- **MATERIAL PROVIDED**:

___

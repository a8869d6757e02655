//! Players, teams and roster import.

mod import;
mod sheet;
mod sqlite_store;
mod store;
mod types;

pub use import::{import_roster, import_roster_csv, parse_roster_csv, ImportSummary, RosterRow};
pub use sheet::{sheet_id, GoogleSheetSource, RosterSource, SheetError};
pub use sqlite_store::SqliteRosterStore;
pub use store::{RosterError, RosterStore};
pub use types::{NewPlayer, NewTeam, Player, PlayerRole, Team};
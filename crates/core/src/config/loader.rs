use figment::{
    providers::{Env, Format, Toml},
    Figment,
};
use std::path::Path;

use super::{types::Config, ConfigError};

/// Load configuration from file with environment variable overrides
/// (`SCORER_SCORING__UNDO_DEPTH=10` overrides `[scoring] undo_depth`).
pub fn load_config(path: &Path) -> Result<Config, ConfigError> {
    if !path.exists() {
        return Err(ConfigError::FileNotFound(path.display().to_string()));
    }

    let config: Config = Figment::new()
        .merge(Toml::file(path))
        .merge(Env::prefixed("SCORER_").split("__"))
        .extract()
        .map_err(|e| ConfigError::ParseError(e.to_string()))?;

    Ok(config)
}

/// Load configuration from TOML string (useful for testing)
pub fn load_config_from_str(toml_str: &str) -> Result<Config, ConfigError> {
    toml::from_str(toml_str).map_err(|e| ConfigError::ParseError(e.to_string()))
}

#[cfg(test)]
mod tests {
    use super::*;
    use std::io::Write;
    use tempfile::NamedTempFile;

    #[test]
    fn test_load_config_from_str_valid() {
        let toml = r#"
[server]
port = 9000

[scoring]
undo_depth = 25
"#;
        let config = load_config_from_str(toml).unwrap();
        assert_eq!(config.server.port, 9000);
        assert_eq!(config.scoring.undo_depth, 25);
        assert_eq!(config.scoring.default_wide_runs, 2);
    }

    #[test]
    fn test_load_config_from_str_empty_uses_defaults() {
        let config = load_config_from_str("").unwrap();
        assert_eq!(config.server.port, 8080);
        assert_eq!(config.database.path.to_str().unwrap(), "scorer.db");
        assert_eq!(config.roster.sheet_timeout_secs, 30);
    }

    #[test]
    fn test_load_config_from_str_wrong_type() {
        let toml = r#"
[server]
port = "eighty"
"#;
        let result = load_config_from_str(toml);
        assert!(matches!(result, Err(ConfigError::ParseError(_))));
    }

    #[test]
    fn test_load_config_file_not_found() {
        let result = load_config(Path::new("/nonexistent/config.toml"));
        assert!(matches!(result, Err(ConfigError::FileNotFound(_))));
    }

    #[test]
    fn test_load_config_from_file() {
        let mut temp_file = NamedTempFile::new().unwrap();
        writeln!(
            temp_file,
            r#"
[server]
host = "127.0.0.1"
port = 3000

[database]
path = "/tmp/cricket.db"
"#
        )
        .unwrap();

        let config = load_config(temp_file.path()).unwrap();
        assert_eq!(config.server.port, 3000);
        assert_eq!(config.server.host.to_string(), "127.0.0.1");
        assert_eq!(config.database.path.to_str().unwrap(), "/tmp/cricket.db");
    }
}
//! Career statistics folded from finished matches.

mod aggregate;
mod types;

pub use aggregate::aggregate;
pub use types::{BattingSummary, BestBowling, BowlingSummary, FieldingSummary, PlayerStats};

___

- **TASK TO CARRY OUT**:
Write out every line of the material again, exactly as it reads.

- **REPLY TO THE TASK**:
repository a8869d6757e02655
//! Players, teams and roster import.

mod import;
mod sheet;
mod sqlite_store;
mod store;
mod types;

pub use import::{import_roster, import_roster_csv, parse_roster_csv, ImportSummary, RosterRow};
pub use sheet::{sheet_id, GoogleSheetSource, RosterSource, SheetError};
pub use sqlite_store::SqliteRosterStore;
pub use store::{RosterError, RosterStore};
pub use types::{NewPlayer, NewTeam, Player, PlayerRole, Team};
filename crates/core/src/config/loader.rs
use figment::{
    providers::{Env, Format, Toml},
    Figment,
};
use std::path::Path;

use super::{types::Config, ConfigError};

/// Load configuration from file with environment variable overrides
/// (`SCORER_SCORING__UNDO_DEPTH=10` overrides `[scoring] undo_depth`).
pub fn load_config(path: &Path) -> Result<Config, ConfigError> {
    if !path.exists() {
        return Err(ConfigError::FileNotFound(path.display().to_string()));
    }

    let config: Config = Figment::new()
        .merge(Toml::file(path))
        .merge(Env::prefixed("SCORER_").split("__"))
        .extract()
        .map_err(|e| ConfigError::ParseError(e.to_string()))?;

    Ok(config)
}

/// Load configuration from TOML string (useful for testing)
pub fn load_config_from_str(toml_str: &str) -> Result<Config, ConfigError> {
    toml::from_str(toml_str).map_err(|e| ConfigError::ParseError(e.to_string()))
}

#[cfg(test)]
mod tests {
    use super::*;
    use std::io::Write;
    use tempfile::NamedTempFile;

    #[test]
    fn test_load_config_from_str_valid() {
        let toml = r#"
[server]
port = 9000

[scoring]
undo_depth = 25
"#;
        let config = load_config_from_str(toml).unwrap();
        assert_eq!(config.server.port, 9000);
        assert_eq!(config.scoring.undo_depth, 25);
        assert_eq!(config.scoring.default_wide_runs, 2);
    }

    #[test]
    fn test_load_config_from_str_empty_uses_defaults() {
        let config = load_config_from_str("").unwrap();
        assert_eq!(config.server.port, 8080);
        assert_eq!(config.database.path.to_str().unwrap(), "scorer.db");
        assert_eq!(config.roster.sheet_timeout_secs, 30);
    }

    #[test]
    fn test_load_config_from_str_wrong_type() {
        let toml = r#"
[server]
port = "eighty"
"#;
        let result = load_config_from_str(toml);
        assert!(matches!(result, Err(ConfigError::ParseError(_))));
    }

    #[test]
    fn test_load_config_file_not_found() {
        let result = load_config(Path::new("/nonexistent/config.toml"));
        assert!(matches!(result, Err(ConfigError::FileNotFound(_))));
    }

    #[test]
    fn test_load_config_from_file() {
        let mut temp_file = NamedTempFile::new().unwrap();
        writeln!(
            temp_file,
            r#"
[server]
host = "127.0.0.1"
port = 3000

[database]
path = "/tmp/cricket.db"
"#
        )
        .unwrap();

        let config = load_config(temp_file.path()).unwrap();
        assert_eq!(config.server.port, 3000);
        assert_eq!(config.server.host.to_string(), "127.0.0.1");
        assert_eq!(config.database.path.to_str().unwrap(), "/tmp/cricket.db");
    }
}
//! Career statistics folded from finished matches.

mod aggregate;
mod types;

pub use aggregate::aggregate;
pub use types::{BattingSummary, BestBowling, BowlingSummary, FieldingSummary, PlayerStats};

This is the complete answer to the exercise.